Anyway, I'll get off the :soap: now.

One word of caution - do not think that whatever you do, replace, buy, change, build, etc will last "forever", not be what you "need" in 5 years, nor not break at the worst opportune time... Experience speaks! :cowboy:


----------



## Big Dave (Feb 5, 2006)

Nope. Never knew I would live this long.Do what you can to make it easy as possible to do your chores. Check out the wood chips for gardens. The old boy that does it is in your neck of the woods.


----------



## Travis in Louisiana (May 14, 2002)

Though I have at least 12 to 15 years before I retire, I am getting my woodworking shop and rock shop set up. I hope to stay busy by making crafts to sell. I am trying to also keep my health up by eating right and losing weight. Everything with a note should be paid off by retirement. Somewhere in the till will be some fishing also!!


----------



## COSunflower (Dec 4, 2006)

I've lived on my place for just about 40 years so it has seen MANY changes but as I get even older and more experienced in living  I realize that I won't be able to care for everything I've had or done here in the past when I was younger. So, I've been making as many raised garden beds as possible, streamlining the different areas as far as making them easier to take care of. I used to try and keep my garden weed and grass free...now I just MOW the paths! I've been thinking of finances too and have worked toward being completely debt free by retirement and I will have met my goal by THIS fall so can work on the goal of having plenty of food storage and extra needed things. The time certainly goes by fast and I want to be able to ENJOY my retirement - not to worry about it!!!


----------



## Ramblin Wreck (Jun 10, 2005)

When I replace stuff/things these days, I always ask can I buy something that will outlive me. I used metal to roof the house and all the barns/outbuildings. When I repainted everything, I used a lifetime paint from Sherwin Williams (not sure how long it will hold up but it is doing well so far). I don't mind maintenace generally, but I don't want all my time spent doing it.

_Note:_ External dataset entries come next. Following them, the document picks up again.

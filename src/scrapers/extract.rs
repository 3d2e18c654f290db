//! Anchor extraction and per-pass target selection.
//!
//! Shared by the static and dynamic extractors: both turn a page into a list
//! of [`CandidateLink`]s and hand it to [`select_targets`].

use scraper::{Html, Selector};
use serde::Deserialize;
use tracing::{debug, info};
use url::Url;

use super::classify::{positional_fallback, Classification, Classifier};
use crate::models::{CandidateLink, DiscoveredLink, DiscoverySet, InsertOutcome};

/// Anchor as reported by a rendered DOM.
#[derive(Debug, Clone, Deserialize)]
pub struct RenderedAnchor {
    pub href: String,
    #[serde(default)]
    pub text: String,
}

/// Collect every `a[href]` in a document, resolved against `base_url`.
///
/// The anchor's text is the label; when it has none, the `title` attribute
/// is used instead.
pub fn anchors_from_html(html: &str, base_url: &Url) -> Vec<CandidateLink> {
    let document = Html::parse_document(html);
    let Ok(selector) = Selector::parse("a[href]") else {
        return Vec::new();
    };

    document
        .select(&selector)
        .filter_map(|element| {
            let href = element.value().attr("href")?;
            let text = element.text().collect::<Vec<_>>().join(" ");
            let label = if text.trim().is_empty() {
                element.value().attr("title").unwrap_or_default().to_string()
            } else {
                text
            };
            CandidateLink::resolve(&label, href, base_url)
        })
        .collect()
}

/// Convert anchors read from a rendered page into candidates.
pub fn anchors_from_rendered(anchors: Vec<RenderedAnchor>, base_url: &Url) -> Vec<CandidateLink> {
    anchors
        .into_iter()
        .filter_map(|a| CandidateLink::resolve(&a.text, &a.href, base_url))
        .collect()
}

/// Result of one extraction pass over a page.
#[derive(Debug, Default)]
pub struct ExtractionPass {
    pub links: DiscoverySet,
    pub total_anchors: usize,
    /// Anchors that passed the document-extension filter.
    pub document_anchors: usize,
    /// Document links with no attachment marker or keyword.
    pub rejected: usize,
    /// Document links that looked like attachments but had no usable numeral.
    pub unresolved: usize,
    /// Links assigned by DOM position.
    pub positional: usize,
}

impl ExtractionPass {
    /// Log a one-line summary of the pass.
    pub fn log_summary(&self, strategy: &str) {
        info!(
            "{} pass: {} anchors, {} document links, {} targets found ({} positional), {} rejected, {} unresolved",
            strategy,
            self.total_anchors,
            self.document_anchors,
            self.links.identity_count(),
            self.positional,
            self.rejected,
            self.unresolved
        );
        for link in self.links.links() {
            info!("{} pass found {}: {}", strategy, link.identity, link.url);
        }
    }

    pub fn into_links(self) -> Vec<DiscoveredLink> {
        self.links.into_links()
    }
}

/// Filter and classify a pass's candidates.
///
/// Candidates are taken in document order. The first link for an identity
/// wins. With `positional` set and fewer than two identities found, the
/// leftover document links go through [`positional_fallback`].
pub fn select_targets(
    candidates: Vec<CandidateLink>,
    classifier: &Classifier,
    positional: bool,
) -> ExtractionPass {
    let mut pass = ExtractionPass {
        total_anchors: candidates.len(),
        ..Default::default()
    };
    let mut leftovers: Vec<CandidateLink> = Vec::new();

    for candidate in candidates {
        if !classifier.is_document(&candidate.resolved_url) {
            continue;
        }
        pass.document_anchors += 1;

        match classifier.classify(&candidate) {
            Classification::Identified { identity, tier } => {
                let link = DiscoveredLink::new(identity, candidate.resolved_url.clone());
                match pass.links.insert(link) {
                    InsertOutcome::Added => debug!(
                        "Classified {:?} ({}) as {} via {}",
                        candidate.label,
                        candidate.resolved_url,
                        identity,
                        tier.as_str()
                    ),
                    outcome => debug!(
                        "Dropped {:?} ({}) for {}: {:?}",
                        candidate.label, candidate.resolved_url, identity, outcome
                    ),
                }
            }
            Classification::Unresolved => {
                debug!(
                    "Unresolved attachment link {:?} ({})",
                    candidate.label, candidate.resolved_url
                );
                pass.unresolved += 1;
                leftovers.push(candidate);
            }
            Classification::Rejected => {
                debug!(
                    "Rejected document link {:?} ({})",
                    candidate.label, candidate.resolved_url
                );
                pass.rejected += 1;
                leftovers.push(candidate);
            }
        }
    }

    if positional && pass.links.identity_count() < 2 {
        for link in positional_fallback(&leftovers, &pass.links) {
            if pass.links.insert(link) == InsertOutcome::Added {
                pass.positional += 1;
            }
        }
    }

    pass
}
//! anexos - fetch and archive the Anexo I / Anexo II attachments.

mod cli;

use std::fs::OpenOptions;
use std::path::Path;
use std::process::ExitCode;
use std::sync::Mutex;

use anyhow::Context;
use clap::Parser;
use tracing_subscriber::{fmt, layer::SubscriberExt, util::SubscriberInitExt, EnvFilter};

use anexos::Config;
use cli::Cli;

#[tokio::main]
async fn main() -> anyhow::Result<ExitCode> {
    // Load .env file if present (before anything else)
    let _ = dotenvy::dotenv();

    let cli = Cli::parse();

    let config = match cli.config {
        Some(ref path) => Config::load_from_path(path)
            .await
            .map_err(|e| anyhow::anyhow!("Failed to load config from {}: {}", path.display(), e))?,
        None => Config::load().await,
    };
    let config = cli.apply_overrides(config);

    init_logging(cli.verbose, config.log_file().as_deref())?;

    Ok(cli::run(cli, config).await)
}

/// Log to stderr, and mirror to `log_file` (appending, no colors) when set.
fn init_logging(verbose: bool, log_file: Option<&Path>) -> anyhow::Result<()> {
    let default_filter = if verbose {
        "anexos=debug"
    } else {
        "anexos=info"
    };

    let file_layer = match log_file {
        Some(path) => {
            if let Some(parent) = path.parent() {
                std::fs::create_dir_all(parent).with_context(|| {
                    format!("Failed to create log directory {}", parent.display())
                })?;
            }
            let file = OpenOptions::new()
                .create(true)
                .append(true)
                .open(path)
                .with_context(|| format!("Failed to open log file {}", path.display()))?;
            Some(fmt::layer().with_ansi(false).with_writer(Mutex::new(file)))
        }
        None => None,
    };

    tracing_subscriber::registry()
        .with(EnvFilter::try_from_default_env().unwrap_or_else(|_| default_filter.into()))
        .with(fmt::layer().with_writer(std::io::stderr))
        .with(file_layer)
        .init();

    Ok(())
}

Best wishes on your retirement work/planning.


----------



## arnie (Apr 26, 2012)

Of corse if I knew then what I knew now   . But l paid off the farm and truck those of you that already lived on a farmstead have a big jump up .I tried to read and practice by gardening and talking to small farmers bought a big troy biult tiller took the early retirement offer and dove in head first id been getting my equipment ready for some time canners ect. Were already in the cabin now with a bad tomato n corn harvest its nice to have a rootceller filled with good stuff .and if it snows or rains I can be happy at home lucky I was in a union that built up my penchen for me


----------



## soulsurvivor (Jul 4, 2004)

Did we prepare ahead of time to have a retirement homestead? No, not really. DH and I both foolishly thought we'd be working a job until the day we keeled over dead. The reality is that you just keel over, and you don't actually die. You have to go sit down and hope that you've got enough resources in place to help take over some of the day to day living needs you now have. You do that because you don't want to be a burden on the people you love nor do you want to be a burden on the system. It sucks bigtime, but you find a way to deal with it both mentally and physically.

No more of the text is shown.